WORK TO BE COMPLETED >> Restate word for word the entries below, starting with the line with "shared-mode playback stream." and continuing through the line with "not yet played.". Include both of those lines and no others.

Saved entries:
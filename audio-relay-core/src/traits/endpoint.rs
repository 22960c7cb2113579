use crate::models::error::RelayError;
use crate::models::format::{PacketFlags, StreamFormat};

/// A captured packet, borrowed from the capture endpoint until released.
#[derive(Debug)]
pub struct CapturedPacket<'a> {
    /// Interleaved frames in the endpoint's format; `frames * block_align` bytes.
    pub data: &'a [u8],
    pub frames: u32,
    pub flags: PacketFlags,
}

/// A loopback capture stream.
///
/// Owned by the relay thread once the session is running. The capture API is
/// non-blocking: `next_packet` returns `None` when nothing is ready.
pub trait CaptureEndpoint: Send {
    /// The negotiated format, dictated by the source's mix format.
    fn format(&self) -> &StreamFormat;

    fn start(&mut self) -> Result<(), RelayError>;

    fn stop(&mut self) -> Result<(), RelayError>;

    fn next_packet(&mut self) -> Result<Option<CapturedPacket<'_>>, RelayError>;

    /// Hand the last packet's `frames` back to the endpoint.
    fn release_packet(&mut self, frames: u32) -> Result<(), RelayError>;
}

/// A shared-mode playback stream.
pub trait RenderEndpoint: Send {
    fn start(&mut self) -> Result<(), RelayError>;

    fn stop(&mut self) -> Result<(), RelayError>;

    /// Total endpoint buffer size in frames.
    fn buffer_frames(&self) -> u32;

    /// Frames queued but not yet played.
    fn padding_frames(&self) -> Result<u32, RelayError>;

    /// Frames that can be written right now.
    fn free_frames(&self) -> Result<u32, RelayError> {
        Ok(self.buffer_frames().saturating_sub(self.padding_frames()?))
    }

    /// Copy `frames` frames from `data` into the endpoint buffer and commit them.
    ///
    /// Callers check [`free_frames`](Self::free_frames) first.
    fn write_frames(&mut self, data: &[u8], frames: u32, flags: PacketFlags) -> Result<(), RelayError>;
}

/// Native per-endpoint master volume.
///
/// Safe to call while the endpoint is rendering.
pub trait VolumeControl: Send + Sync {
    /// Current master volume in [0, 1].
    fn scalar_volume(&self) -> Result<f32, RelayError>;

    fn set_scalar_volume(&self, volume: f32) -> Result<(), RelayError>;
}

ANSWER TO THIS TASK >>
/// A shared-mode playback stream.
pub trait RenderEndpoint: Send {
    fn start(&mut self) -> Result<(), RelayError>;

    fn stop(&mut self) -> Result<(), RelayError>;

    /// Total endpoint buffer size in frames.
    fn buffer_frames(&self) -> u32;

    /// Frames queued but not yet played.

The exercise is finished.